The Keys to Sweet Music
When I was a young girl (many, many years ago), I took piano lessons from a woman in St. Albans. I had not been taking lessons for very long before she told my parents they might as well not waste their money, I was never going to be able to play the piano.
I believe we always had a piano in our home. My dad played by ear as did his sister, my Aunt Mary. I wanted to play! I sat down at the piano often, picking things out and really wanting to be able to play.
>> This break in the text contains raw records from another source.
//! Data model types exchanged with the mail provider.
//!
//! - `token` — cached OAuth token and client secret files.
//! - `message` — MIME report message and its raw encoding.
pub mod message;
pub mod token;
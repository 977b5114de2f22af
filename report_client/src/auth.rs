//! OAuth2 authentication for the mail provider.
//!
//! The cached `token.json` is classified into a `CredentialState` and resolved to a usable
//! token:
//!
//! - `Valid` — used directly, no network call, file untouched.
//! - `Refreshable` — expired but carries a refresh token; refreshed at the token endpoint.
//! - `NoToken`, `Unrefreshable`, `Invalid` — the interactive consent flow runs.
//!
//! Whenever a new token is obtained it is written back to `token.json`. The file is not
//! locked; concurrent runs against the same base path race on it.
use std::io::{self, BufRead, BufReader, IsTerminal, Write};
use std::net::{TcpListener, TcpStream};
use std::path::Path;

use chrono::{DateTime, Utc};
use log::{debug, info, warn};
use report_common::ReportError;
use report_common::net::{CREDENTIALS_FILE, TOKEN_FILE};
use reqwest::blocking::Client;
use strum_macros::Display;

use crate::model::token::{ClientSecret, OAuthToken, TokenResponse};

/// Page shown in the browser once the redirect was received.
const CONSENT_DONE_PAGE: &str =
    "The authentication flow has completed. You may close this window.";

/// Validity of the cached credential.
#[derive(Debug, Display)]
pub enum CredentialState {
    /// No token file.
    NoToken,
    /// Token can be used as-is.
    Valid(OAuthToken),
    /// Token expired, refresh token present.
    Refreshable(OAuthToken),
    /// Token expired, no refresh token.
    Unrefreshable(OAuthToken),
    /// Token file unreadable or granted for other scopes.
    Invalid(String),
}

/// Token endpoint operations.
pub trait TokenEndpoint {
    /// Mint a new access token from `token`'s refresh token.
    fn refresh(&self, token: &OAuthToken) -> Result<TokenResponse, ReportError>;

    /// Exchange an authorization `code` obtained via consent.
    fn exchange_code(
        &self,
        secret: &ClientSecret,
        code: &str,
        redirect_uri: &str,
    ) -> Result<TokenResponse, ReportError>;
}

/// Interactive user consent producing a fresh token.
pub trait ConsentFlow {
    /// Run the consent flow using the client secret at `credentials_path`.
    fn authorize(&self, credentials_path: &Path, scopes: &[&str]) -> Result<OAuthToken, ReportError>;
}

/// Classify the token file at `token_path` against `scopes` at time `now`.
pub fn classify(token_path: &Path, scopes: &[&str], now: DateTime<Utc>) -> CredentialState {
    if !token_path.exists() {
        return CredentialState::NoToken;
    }
    let token = match OAuthToken::read(token_path) {
        Ok(token) => token,
        Err(e) => return CredentialState::Invalid(e.to_string()),
    };
    if !token.has_scopes(scopes) {
        return CredentialState::Invalid(format!(
            "token grants {:?}, need {:?}",
            token.scopes, scopes
        ));
    }
    if !token.is_expired(now) {
        CredentialState::Valid(token)
    } else if token.refresh_token().is_some() {
        CredentialState::Refreshable(token)
    } else {
        CredentialState::Unrefreshable(token)
    }
}

/// Resolve a usable token for `scopes` from the files under `base_path`.
pub fn authenticate(
    base_path: &Path,
    scopes: &[&str],
    endpoint: &impl TokenEndpoint,
    consent: &impl ConsentFlow,
) -> Result<OAuthToken, ReportError> {
    let token_path = base_path.join(TOKEN_FILE);
    let state = classify(&token_path, scopes, Utc::now());
    info!("Credential state: {}", state);

    let token = match state {
        CredentialState::Valid(token) => return Ok(token),
        CredentialState::Refreshable(mut token) => {
            let response = endpoint.refresh(&token)?;
            token.apply(response, Utc::now());
            info!("Access token refreshed");
            token
        }
        CredentialState::Invalid(reason) => {
            warn!("Ignoring cached token: {}", reason);
            consent.authorize(&base_path.join(CREDENTIALS_FILE), scopes)?
        }
        CredentialState::NoToken | CredentialState::Unrefreshable(_) => {
            consent.authorize(&base_path.join(CREDENTIALS_FILE), scopes)?
        }
    };

    token.save(&token_path)?;
    debug!("Token saved to {}", token_path.display());
    Ok(token)
}

/// `TokenEndpoint` talking to the provider over HTTPS.
pub struct GoogleTokenEndpoint {
    client: Client,
}

impl GoogleTokenEndpoint {
    /// Create an endpoint using `client`.
    pub fn new(client: Client) -> Self {
        Self { client }
    }

    fn post(&self, token_uri: &str, form: &[(&str, &str)]) -> Result<TokenResponse, ReportError> {
        let response = self
            .client
            .post(token_uri)
            .form(form)
            .send()
            .map_err(|e| ReportError::Auth(format!("token request failed: {}", e)))?;
        let status = response.status();
        if !status.is_success() {
            let body = response.text().unwrap_or_default();
            return Err(ReportError::Auth(format!(
                "token endpoint returned {}: {}",
                status.as_u16(),
                body
            )));
        }
        response
            .json::<TokenResponse>()
            .map_err(|e| ReportError::Auth(format!("invalid token response: {}", e)))
    }
}

impl TokenEndpoint for GoogleTokenEndpoint {
    fn refresh(&self, token: &OAuthToken) -> Result<TokenResponse, ReportError> {
        let refresh_token = token
            .refresh_token()
            .ok_or_else(|| ReportError::Auth("no refresh token".to_string()))?;
        self.post(
            &token.token_uri,
            &[
                ("grant_type", "refresh_token"),
                ("client_id", token.client_id.as_str()),
                ("client_secret", token.client_secret.as_str()),
                ("refresh_token", refresh_token),
            ],
        )
    }

    fn exchange_code(
        &self,
        secret: &ClientSecret,
        code: &str,
        redirect_uri: &str,
    ) -> Result<TokenResponse, ReportError> {
        self.post(
            &secret.token_uri,
            &[
                ("grant_type", "authorization_code"),
                ("client_id", secret.client_id.as_str()),
                ("client_secret", secret.client_secret.as_str()),
                ("code", code),
                ("redirect_uri", redirect_uri),
            ],
        )
    }
}

/// Installed-app consent: the user opens the printed URL and the provider redirects the
/// browser to a loopback listener.
pub struct LocalServerConsent<'a, E: TokenEndpoint> {
    endpoint: &'a E,
    interactive: bool,
}

impl<'a, E: TokenEndpoint> LocalServerConsent<'a, E> {
    /// Create a consent flow exchanging codes at `endpoint`.
    pub fn new(endpoint: &'a E) -> Self {
        Self {
            endpoint,
            interactive: io::stdout().is_terminal(),
        }
    }
}

impl<E: TokenEndpoint> ConsentFlow for LocalServerConsent<'_, E> {
    fn authorize(&self, credentials_path: &Path, scopes: &[&str]) -> Result<OAuthToken, ReportError> {
        if !self.interactive {
            return Err(ReportError::Auth(
                "consent required but no interactive terminal is attached".to_string(),
            ));
        }
        let secret = ClientSecret::read(credentials_path)?;

        let listener = TcpListener::bind("127.0.0.1:0")?;
        let redirect_uri = format!("http://localhost:{}/", listener.local_addr()?.port());
        let state = format!("{:016x}", rand::random::<u64>());

        println!(
            "Please visit this URL to authorize this application: {}",
            authorization_url(&secret, &redirect_uri, scopes, &state)
        );

        let code = wait_for_code(&listener, &state)?;
        let response = self.endpoint.exchange_code(&secret, &code, &redirect_uri)?;
        info!("Consent granted");
        Ok(OAuthToken::from_response(&secret, response, scopes, Utc::now()))
    }
}

/// Build the consent screen URL.
pub fn authorization_url(
    secret: &ClientSecret,
    redirect_uri: &str,
    scopes: &[&str],
    state: &str,
) -> String {
    let scope = scopes.join(" ");
    let params = [
        ("response_type", "code"),
        ("client_id", secret.client_id.as_str()),
        ("redirect_uri", redirect_uri),
        ("scope", scope.as_str()),
        ("state", state),
        ("access_type", "offline"),
    ];
    let query: Vec<String> = params
        .iter()
        .map(|(k, v)| format!("{}={}", k, urlencoding::encode(v)))
        .collect();
    format!("{}?{}", secret.auth_uri, query.join("&"))
}

/// Accept connections on `listener` until the browser redirect arrives and return the
/// authorization code.
///
/// Connections that carry neither `code` nor `error` (browser preconnects, favicon
/// requests, port probes) are answered and skipped.
fn wait_for_code(listener: &TcpListener, expected_state: &str) -> Result<String, ReportError> {
    for stream in listener.incoming() {
        let stream = match stream {
            Ok(stream) => stream,
            Err(e) => {
                warn!("Consent listener accept error: {}", e);
                continue;
            }
        };
        let request_line = match read_request_line(&stream) {
            Ok(line) => line,
            Err(e) => {
                debug!("Dropping consent connection: {}", e);
                continue;
            }
        };
        if !is_redirect(&request_line) {
            debug!("Ignoring non-redirect request: {:?}", request_line.trim());
            if let Err(e) = reply(&stream, "404 Not Found", "") {
                debug!("Stray consent connection closed early: {}", e);
            }
            continue;
        }

        let result = parse_redirect(&request_line, expected_state);
        let page = match &result {
            Ok(_) => CONSENT_DONE_PAGE.to_string(),
            Err(e) => e.to_string(),
        };
        reply(&stream, "200 OK", &page)?;
        return result;
    }
    Err(ReportError::Auth("consent listener closed before the redirect".to_string()))
}

/// Read the request line and drain headers up to the blank line.
fn read_request_line(stream: &TcpStream) -> io::Result<String> {
    let peer = stream.peer_addr()?;
    debug!("Consent connection from {}", peer);

    let mut reader = BufReader::new(stream);
    let mut request_line = String::new();
    reader.read_line(&mut request_line)?;
    let mut header = String::new();
    while reader.read_line(&mut header)? > 2 {
        header.clear();
    }
    Ok(request_line)
}

fn reply(mut stream: &TcpStream, status: &str, page: &str) -> io::Result<()> {
    let response = format!(
        "HTTP/1.1 {}\r\nContent-Type: text/html; charset=utf-8\r\nContent-Length: {}\r\nConnection: close\r\n\r\n{}",
        status,
        page.len(),
        page
    );
    stream.write_all(response.as_bytes())
}

/// `true` when the request line's query carries a `code` or an `error` parameter.
fn is_redirect(request_line: &str) -> bool {
    request_line
        .split_whitespace()
        .nth(1)
        .and_then(|target| target.split_once('?'))
        .map(|(_, query)| {
            query.split('&').any(|pair| {
                let key = pair.split_once('=').map(|(k, _)| k).unwrap_or(pair);
                key == "code" || key == "error"
            })
        })
        .unwrap_or(false)
}

/// Extract the `code` from a redirect request line such as
/// `GET /?state=..&code=..&scope=.. HTTP/1.1`.
fn parse_redirect(request_line: &str, expected_state: &str) -> Result<String, ReportError> {
    let target = request_line
        .split_whitespace()
        .nth(1)
        .ok_or_else(|| ReportError::Auth(format!("malformed redirect: {:?}", request_line.trim())))?;
    let query = target.split_once('?').map(|(_, q)| q).unwrap_or("");

    let mut code = None;
    let mut state = None;
    for pair in query.split('&').filter(|p| !p.is_empty()) {
        let (key, value) = pair.split_once('=').unwrap_or((pair, ""));
        let value = urlencoding::decode(value)
            .map_err(|e| ReportError::Auth(format!("malformed redirect parameter: {}", e)))?
            .into_owned();
        match key {
            "code" => code = Some(value),
            "state" => state = Some(value),
            "error" => return Err(ReportError::Auth(format!("consent denied: {}", value))),
            _ => {}
        }
    }

    if state.as_deref() != Some(expected_state) {
        return Err(ReportError::Auth("state mismatch in consent redirect".to_string()));
    }
    code.ok_or_else(|| ReportError::Auth("consent redirect carried no code".to_string()))
}
//! Sending the report through the mail provider API.
//!
//! `GmailDispatcher` authenticates (see `auth`), builds the MIME message and submits it
//! to the provider's send endpoint on behalf of the sender mailbox.
use std::path::{Path, PathBuf};

use log::{debug, info};
use report_common::ReportError;
use report_common::net::{GMAIL_API, SCOPES, send_url};
use reqwest::blocking::Client;

use crate::auth::{GoogleTokenEndpoint, LocalServerConsent, authenticate};
use crate::model::message::EmailMessage;

/// Anything that can deliver a rendered report.
pub trait ReportMailer {
    /// Deliver `html` from `sender` to `recipient`.
    fn send_report(&self, sender: &str, recipient: &str, html: &str) -> Result<(), ReportError>;
}

/// `ReportMailer` backed by the Gmail REST API.
pub struct GmailDispatcher {
    base_path: PathBuf,
    api_base: String,
    client: Client,
    token_endpoint: GoogleTokenEndpoint,
}

impl GmailDispatcher {
    /// Create a dispatcher reading `credentials.json` and `token.json` from `base_path`.
    pub fn new(base_path: &Path) -> Result<Self, ReportError> {
        let client = Client::builder()
            .build()
            .map_err(|e| ReportError::Send(format!("failed to build HTTP client: {}", e)))?;
        Ok(Self {
            base_path: base_path.to_path_buf(),
            api_base: GMAIL_API.to_string(),
            token_endpoint: GoogleTokenEndpoint::new(client.clone()),
            client,
        })
    }

    /// Submit `message` as `user_id` using `access_token`.
    pub fn submit(
        &self,
        access_token: &str,
        user_id: &str,
        message: &EmailMessage,
    ) -> Result<(), ReportError> {
        let url = send_url(&self.api_base, user_id);
        debug!("POST {}", url);

        let response = self
            .client
            .post(&url)
            .bearer_auth(access_token)
            .json(&message.to_raw())
            .send()
            .map_err(|e| ReportError::Send(format!("request failed: {}", e)))?;

        let status = response.status();
        if !status.is_success() {
            let body = response.text().unwrap_or_default();
            return Err(ReportError::Send(format!(
                "provider returned {}: {}",
                status.as_u16(),
                body
            )));
        }
        Ok(())
    }
}

impl ReportMailer for GmailDispatcher {
    fn send_report(&self, sender: &str, recipient: &str, html: &str) -> Result<(), ReportError> {
        let consent = LocalServerConsent::new(&self.token_endpoint);
        let token = authenticate(&self.base_path, SCOPES, &self.token_endpoint, &consent)?;

        let message = EmailMessage::report(sender, recipient, html);
        self.submit(&token.token, sender, &message)?;
        info!("Report sent from {} to {}", sender, recipient);
        Ok(())
    }
}

#[cfg(test)]
mod tests {
    use super::*;
    use crate::testutil::serve_once;
    use base64::Engine;
    use base64::engine::general_purpose::URL_SAFE;

    fn dispatcher(api_base: String) -> GmailDispatcher {
        let mut dispatcher = GmailDispatcher::new(Path::new("")).unwrap();
        dispatcher.api_base = api_base;
        dispatcher
    }

    #[test]
    fn submit_posts_raw_message_with_bearer_token() {
        let (base, server) = serve_once("200 OK", r#"{"id":"18c","threadId":"18c","labelIds":["SENT"]}"#);
        let message = EmailMessage::with_boundary("me@example.com", "you@example.com", "<p>x</p>", "B".into());

        dispatcher(base)
            .submit("ya29.token", "me@example.com", &message)
            .unwrap();

        let request = server.join().unwrap();
        assert!(request.head.starts_with("POST /users/me%40example.com/messages/send HTTP/1.1"));
        assert!(request.head.to_ascii_lowercase().contains("authorization: bearer ya29.token"));

        let json: serde_json::Value = serde_json::from_str(&request.body).unwrap();
        let raw = URL_SAFE.decode(json["raw"].as_str().unwrap()).unwrap();
        assert_eq!(String::from_utf8(raw).unwrap(), message.to_mime());
    }

    #[test]
    fn rejected_message_is_send_error() {
        let (base, server) = serve_once("403 Forbidden", r#"{"error":{"code":403,"message":"Delegation denied"}}"#);
        let message = EmailMessage::report("me@example.com", "you@example.com", "");

        let err = dispatcher(base)
            .submit("ya29.token", "me@example.com", &message)
            .unwrap_err();

        assert!(matches!(err, ReportError::Send(ref msg) if msg.contains("403") && msg.contains("Delegation denied")));
        server.join().unwrap();
    }
}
So I decided I would learn how to play on my own. My technique was terrible, my fingering horrible, my timing not too hot, but I kept it up. I used a song I knew to see what the 4/4 or 3/4 notations I saw meant. I realized it meant that between the bars, you should have four beats. But sometimes I would look at the music and there were more than four notes in between the bars. What was that all about? I don’t remember how I figured it out, but I finally realized that a dot on a note meant hold it longer. Little “flags” meant the note was played faster - the more flags, the faster you got off that note! Now I know about whole, half, quarter, eighth notes, sixteenth and even 32nd notes, but the first hymns I learned to play mostly had quarter notes or I could play it because I knew the song and wasn’t worrying about how long I should hold the note.
I was learning to play using a hymnal (of course). The first song I attempted to play was “When the Roll is Called Up Yonder.” Trust me on this - it didn’t sound like the song we sang at church. So I was playing the correct notes, but something was wrong. So then I saw these little things by the 4/4 time. They were flats! I was to hit the black note to the left of the note when I saw those. Of course, my first song was in four flats. Now I had to figure which notes I was supposed to flat. I just played the melody line until it sounded right. Later I learned that the flat was placed on the note in the key signature you were to flat.
Next problem was I wanted to play with both hands – soprano and alto with my right hand and tenor and bass with my left, but all four at the same time! Remember, I didn’t really read music. I sat there playing with my right hand until I got the hang of that. Then I tried with my left hand. To this day, I have trouble playing just the left hand. It seems my left hand was dependent on my right hand and I feel very awkward playing just the tenor and bass.

I just branched out from there. I would pick a hymn and pick it out with my right hand and then add the left hand. I didn’t know one key from another, but I had the flats down pretty well. Then I tried a song with a sharp. Playing a sharp meant moving my finger UP to the black note, not down like a flat. For years the most sharps I would play was two.
I began playing for a little mission church in Nitro, W. Va. They had no one at all, so I was literally better than nothing, although marginally! Frankly, I was terrible! Probably as many wrong notes as right ones, but eventually I got better.
I practiced at home, always out of a hymnal. To this day that is mostly what I play. I could only play one sharp for a long time and then graduated to two. But three sharps??? No way!!! But I figured something out! I could play the same notes, but play four flats instead of three sharps. I was onto something! I figured four flats and three sharps equal seven, so I tried it with four sharps and three flats and two sharps and five flats! And now, I don’t care how many sharps a hymn has, I can do it in flats and no one is any wiser.
When Clayton and I moved to St. Clairsville, we went to Thoburn United Methodist Church and I was interested in the organ. They let me practice on it some and I listened to my friends, Carol Poston and Joyce Crouch to hear how they played the organ. It is a totally different touch. On the piano you can pick up your fingers and play. On the organ you slide from note to note to make the sound even. If you are reading this and you play organ, please excuse the incorrect descriptions of organ playing. I didn’t take organ lessons either!
So when Clayton’s office closed down and we needed additional income, I actually took a job as organist at a Lutheran church in Benwood. I didn’t realize that a liturgical church service was very different from a Baptist church service, but the pastors and members there were very gracious and encouraging to me. So I played there for several years and got some experience.
I now play for First Baptist Church of Wheeling. I feel I have a good sense of worship and play hymns well (most of the time). I don’t try to play “over my ability” and the church is very kind when I mess up.
I had a strong desire to play the piano and the determination not to let it beat me. Some would call that a hard-headed West Virginian. They would be right. But I love to play and am glad I stuck with it and learned. I don’t claim to be a “pianist”. I claim to be a woman who loves to play and loves the hymns I play every Sunday. I don’t even care what key they are in now.